### Directions
Every record that follows must be returned word for word.
(Beginning of Information given)
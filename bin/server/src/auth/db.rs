//! Postgres-backed stores for the login flow.

use async_trait::async_trait;
use chrono::{DateTime, Duration, Utc};
use sqlx::{FromRow, PgPool};
use std::str::FromStr;
use wicket_core::{AccountId, TokenRecordId};

use wicket_access::{
    AccountRef, AccountStore, AuthMethod, AuthState, EventSink, FlowEvent, LocalAccount,
    LoginFlowError, PendingMatchFinder, PrevLoginRecord, PrevLoginStore, Session, StateStore,
    TokenRecord, TokenRecordStore, TokenSet,
};

/// Row type for authorization state queries.
#[derive(FromRow)]
struct StateRow {
    state: String,
    nonce: String,
    metadata: serde_json::Value,
    created_at: DateTime<Utc>,
}

impl StateRow {
    fn into_auth_state(self) -> AuthState {
        AuthState {
            state: self.state,
            nonce: self.nonce,
            // Malformed persisted metadata degrades to empty metadata.
            metadata: serde_json::from_value(self.metadata).unwrap_or_default(),
            created_at: self.created_at,
        }
    }
}

/// Row type for token record queries.
#[derive(FromRow)]
struct TokenRow {
    id: String,
    external_id: String,
    username: String,
    auth_code: String,
    access_token: String,
    refresh_token: Option<String>,
    id_token: String,
    updated_at: DateTime<Utc>,
}

impl TokenRow {
    fn try_into_record(self) -> Result<TokenRecord, LoginFlowError> {
        let id = TokenRecordId::from_str(&self.id)
            .map_err(|e| LoginFlowError::store(format!("invalid token record id: {}", e)))?;
        Ok(TokenRecord {
            id,
            external_id: self.external_id,
            username: self.username,
            auth_code: self.auth_code,
            access_token: self.access_token,
            refresh_token: self.refresh_token,
            id_token: self.id_token,
            updated_at: self.updated_at,
        })
    }
}

/// Row type for account queries.
#[derive(FromRow)]
struct AccountRow {
    id: String,
    username: String,
    auth_method: String,
    credential: Option<String>,
}

impl AccountRow {
    fn try_into_account(self) -> Result<LocalAccount, LoginFlowError> {
        let id = AccountId::from_str(&self.id)
            .map_err(|e| LoginFlowError::store(format!("invalid account id: {}", e)))?;
        Ok(LocalAccount {
            id,
            username: self.username,
            auth_method: AuthMethod::from(self.auth_method),
            credential: self.credential,
        })
    }
}

/// Store for authorization request states.
pub struct PgStateStore {
    pool: PgPool,
}

impl PgStateStore {
    /// Creates a new state store.
    pub fn new(pool: PgPool) -> Self {
        Self { pool }
    }
}

#[async_trait]
impl StateStore for PgStateStore {
    async fn create(&self, record: AuthState) -> Result<(), LoginFlowError> {
        let metadata = serde_json::to_value(&record.metadata).map_err(LoginFlowError::store)?;
        sqlx::query(
            r#"
            INSERT INTO auth_states (state, nonce, metadata, created_at)
            VALUES ($1, $2, $3, $4)
            "#,
        )
        .bind(&record.state)
        .bind(&record.nonce)
        .bind(metadata)
        .bind(record.created_at)
        .execute(&self.pool)
        .await
        .map_err(LoginFlowError::store)?;

        Ok(())
    }

    async fn take(&self, state: &str) -> Result<Option<AuthState>, LoginFlowError> {
        // One statement: lookup and deletion must not be separable, or two
        // concurrent callbacks could both be accepted for one token.
        let row: Option<StateRow> = sqlx::query_as(
            r#"
            DELETE FROM auth_states
            WHERE state = $1
            RETURNING state, nonce, metadata, created_at
            "#,
        )
        .bind(state)
        .fetch_optional(&self.pool)
        .await
        .map_err(LoginFlowError::store)?;

        Ok(row.map(StateRow::into_auth_state))
    }

    async fn delete_expired(&self, max_age: Duration) -> Result<u64, LoginFlowError> {
        let cutoff = Utc::now() - max_age;
        let result = sqlx::query(
            r#"
            DELETE FROM auth_states
            WHERE created_at < $1
            "#,
        )
        .bind(cutoff)
        .execute(&self.pool)
        .await
        .map_err(LoginFlowError::store)?;

        Ok(result.rows_affected())
    }
}

/// Store for token records.
pub struct PgTokenRecordStore {
    pool: PgPool,
}

impl PgTokenRecordStore {
    /// Creates a new token record store.
    pub fn new(pool: PgPool) -> Self {
        Self { pool }
    }
}
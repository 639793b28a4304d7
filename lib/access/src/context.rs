//! Request-scoped context for the login flow.
//!
//! Everything the flow needs to know about the incoming request (who is
//! signed in and which special flow mode applies) is carried explicitly in
//! a [`RequestContext`] rather than read from shared process state.

use crate::account::LocalAccount;

/// The request-scoped inputs to a callback.
#[derive(Debug, Clone, Default)]
pub struct RequestContext {
    /// The account of the active local session, if any.
    pub account: Option<LocalAccount>,
    /// The caller wants identity confirmation only: the flow emits an event
    /// and stops without touching any account.
    pub verification_only: bool,
    /// Link the verified identity to the signed-in account without switching
    /// that account's primary authentication method.
    pub connect_only: bool,
}

impl RequestContext {
    /// Context for a request with no active session.
    #[must_use]
    pub fn anonymous() -> Self {
        Self::default()
    }

    /// Context for a request with an active session.
    #[must_use]
    pub fn for_account(account: LocalAccount) -> Self {
        Self {
            account: Some(account),
            ..Self::default()
        }
    }

    /// Marks the request as identity-verification-only.
    #[must_use]
    pub fn verification_only(mut self) -> Self {
        self.verification_only = true;
        self
    }

    /// Marks the request as connect-only.
    #[must_use]
    pub fn connect_only(mut self) -> Self {
        self.connect_only = true;
        self
    }
}

#[cfg(test)]
mod tests {
    use super::*;
    use crate::account::AuthMethod;

    #[test]
    fn anonymous_context_has_no_account() {
        let ctx = RequestContext::anonymous();
        assert!(ctx.account.is_none());
        assert!(!ctx.verification_only);
        assert!(!ctx.connect_only);
    }

    #[test]
    fn context_flags_compose() {
        let account = LocalAccount::new("alice", AuthMethod::Password);
        let ctx = RequestContext::for_account(account).connect_only();
        assert!(ctx.account.is_some());
        assert!(ctx.connect_only);
        assert!(!ctx.verification_only);
    }
}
(End of Information given)
### Answer
filename bin/server/src/auth/db.rs
//! Postgres-backed stores for the login flow.

use async_trait::async_trait;
use chrono::{DateTime, Duration, Utc};
use sqlx::{FromRow, PgPool};
use std::str::FromStr;
use wicket_core::{AccountId, TokenRecordId};

use wicket_access::{
    AccountRef, AccountStore, AuthMethod, AuthState, EventSink, FlowEvent, LocalAccount,
    LoginFlowError, PendingMatchFinder, PrevLoginRecord, PrevLoginStore, Session, StateStore,
    TokenRecord, TokenRecordStore, TokenSet,
};

/// Row type for authorization state queries.
#[derive(FromRow)]
struct StateRow {
    state: String,
    nonce: String,
    metadata: serde_json::Value,
    created_at: DateTime<Utc>,
}

impl StateRow {
    fn into_auth_state(self) -> AuthState {
        AuthState {
            state: self.state,
            nonce: self.nonce,
            // Malformed persisted metadata degrades to empty metadata.
            metadata: serde_json::from_value(self.metadata).unwrap_or_default(),
            created_at: self.created_at,
        }
    }
}

/// Row type for token record queries.
#[derive(FromRow)]
struct TokenRow {
    id: String,
    external_id: String,
    username: String,
    auth_code: String,
    access_token: String,
    refresh_token: Option<String>,
    id_token: String,
    updated_at: DateTime<Utc>,
}

impl TokenRow {
    fn try_into_record(self) -> Result<TokenRecord, LoginFlowError> {
        let id = TokenRecordId::from_str(&self.id)
            .map_err(|e| LoginFlowError::store(format!("invalid token record id: {}", e)))?;
        Ok(TokenRecord {
            id,
            external_id: self.external_id,
            username: self.username,
            auth_code: self.auth_code,
            access_token: self.access_token,
            refresh_token: self.refresh_token,
            id_token: self.id_token,
            updated_at: self.updated_at,
        })
    }
}

/// Row type for account queries.
#[derive(FromRow)]
struct AccountRow {
    id: String,
    username: String,
    auth_method: String,
    credential: Option<String>,
}

impl AccountRow {
    fn try_into_account(self) -> Result<LocalAccount, LoginFlowError> {
        let id = AccountId::from_str(&self.id)
            .map_err(|e| LoginFlowError::store(format!("invalid account id: {}", e)))?;
        Ok(LocalAccount {
            id,
            username: self.username,
            auth_method: AuthMethod::from(self.auth_method),
            credential: self.credential,
        })
    }
}

/// Store for authorization request states.
pub struct PgStateStore {
    pool: PgPool,
}

impl PgStateStore {
    /// Creates a new state store.
    pub fn new(pool: PgPool) -> Self {
        Self { pool }
    }
}

#[async_trait]
impl StateStore for PgStateStore {
    async fn create(&self, record: AuthState) -> Result<(), LoginFlowError> {
        let metadata = serde_json::to_value(&record.metadata).map_err(LoginFlowError::store)?;
        sqlx::query(
            r#"
            INSERT INTO auth_states (state, nonce, metadata, created_at)
            VALUES ($1, $2, $3, $4)
            "#,
        )
        .bind(&record.state)
        .bind(&record.nonce)
        .bind(metadata)
        .bind(record.created_at)
        .execute(&self.pool)
        .await
        .map_err(LoginFlowError::store)?;

        Ok(())
    }

    async fn take(&self, state: &str) -> Result<Option<AuthState>, LoginFlowError> {
        // One statement: lookup and deletion must not be separable, or two
        // concurrent callbacks could both be accepted for one token.
        let row: Option<StateRow> = sqlx::query_as(
            r#"
            DELETE FROM auth_states
            WHERE state = $1
            RETURNING state, nonce, metadata, created_at
            "#,
        )
        .bind(state)
        .fetch_optional(&self.pool)
        .await
        .map_err(LoginFlowError::store)?;

        Ok(row.map(StateRow::into_auth_state))
    }

    async fn delete_expired(&self, max_age: Duration) -> Result<u64, LoginFlowError> {
        let cutoff = Utc::now() - max_age;
        let result = sqlx::query(
            r#"
            DELETE FROM auth_states
            WHERE created_at < $1
            "#,
        )
        .bind(cutoff)
        .execute(&self.pool)
        .await
        .map_err(LoginFlowError::store)?;

        Ok(result.rows_affected())
    }
}

/// Store for token records.
pub struct PgTokenRecordStore {
    pool: PgPool,
}

impl PgTokenRecordStore {
    /// Creates a new token record store.
    pub fn new(pool: PgPool) -> Self {
        Self { pool }
    }
}
repository 639793b28a4304d7
filename lib/access/src/context.rs
//! Request-scoped context for the login flow.
//!
//! Everything the flow needs to know about the incoming request (who is
//! signed in and which special flow mode applies) is carried explicitly in
//! a [`RequestContext`] rather than read from shared process state.

use crate::account::LocalAccount;

/// The request-scoped inputs to a callback.
#[derive(Debug, Clone, Default)]
pub struct RequestContext {
    /// The account of the active local session, if any.
    pub account: Option<LocalAccount>,
    /// The caller wants identity confirmation only: the flow emits an event
    /// and stops without touching any account.
    pub verification_only: bool,
    /// Link the verified identity to the signed-in account without switching
    /// that account's primary authentication method.
    pub connect_only: bool,
}

impl RequestContext {
    /// Context for a request with no active session.
    #[must_use]
    pub fn anonymous() -> Self {
        Self::default()
    }

    /// Context for a request with an active session.
    #[must_use]
    pub fn for_account(account: LocalAccount) -> Self {
        Self {
            account: Some(account),
            ..Self::default()
        }
    }

    /// Marks the request as identity-verification-only.
    #[must_use]
    pub fn verification_only(mut self) -> Self {
        self.verification_only = true;
        self
    }

    /// Marks the request as connect-only.
    #[must_use]
    pub fn connect_only(mut self) -> Self {
        self.connect_only = true;
        self
    }
}

#[cfg(test)]
mod tests {
    use super::*;
    use crate::account::AuthMethod;

    #[test]
    fn anonymous_context_has_no_account() {
        let ctx = RequestContext::anonymous();
        assert!(ctx.account.is_none());
        assert!(!ctx.verification_only);
        assert!(!ctx.connect_only);
    }

    #[test]
    fn context_flags_compose() {
        let account = LocalAccount::new("alice", AuthMethod::Password);
        let ctx = RequestContext::for_account(account).connect_only();
        assert!(ctx.account.is_some());
        assert!(ctx.connect_only);
        assert!(!ctx.verification_only);
    }
}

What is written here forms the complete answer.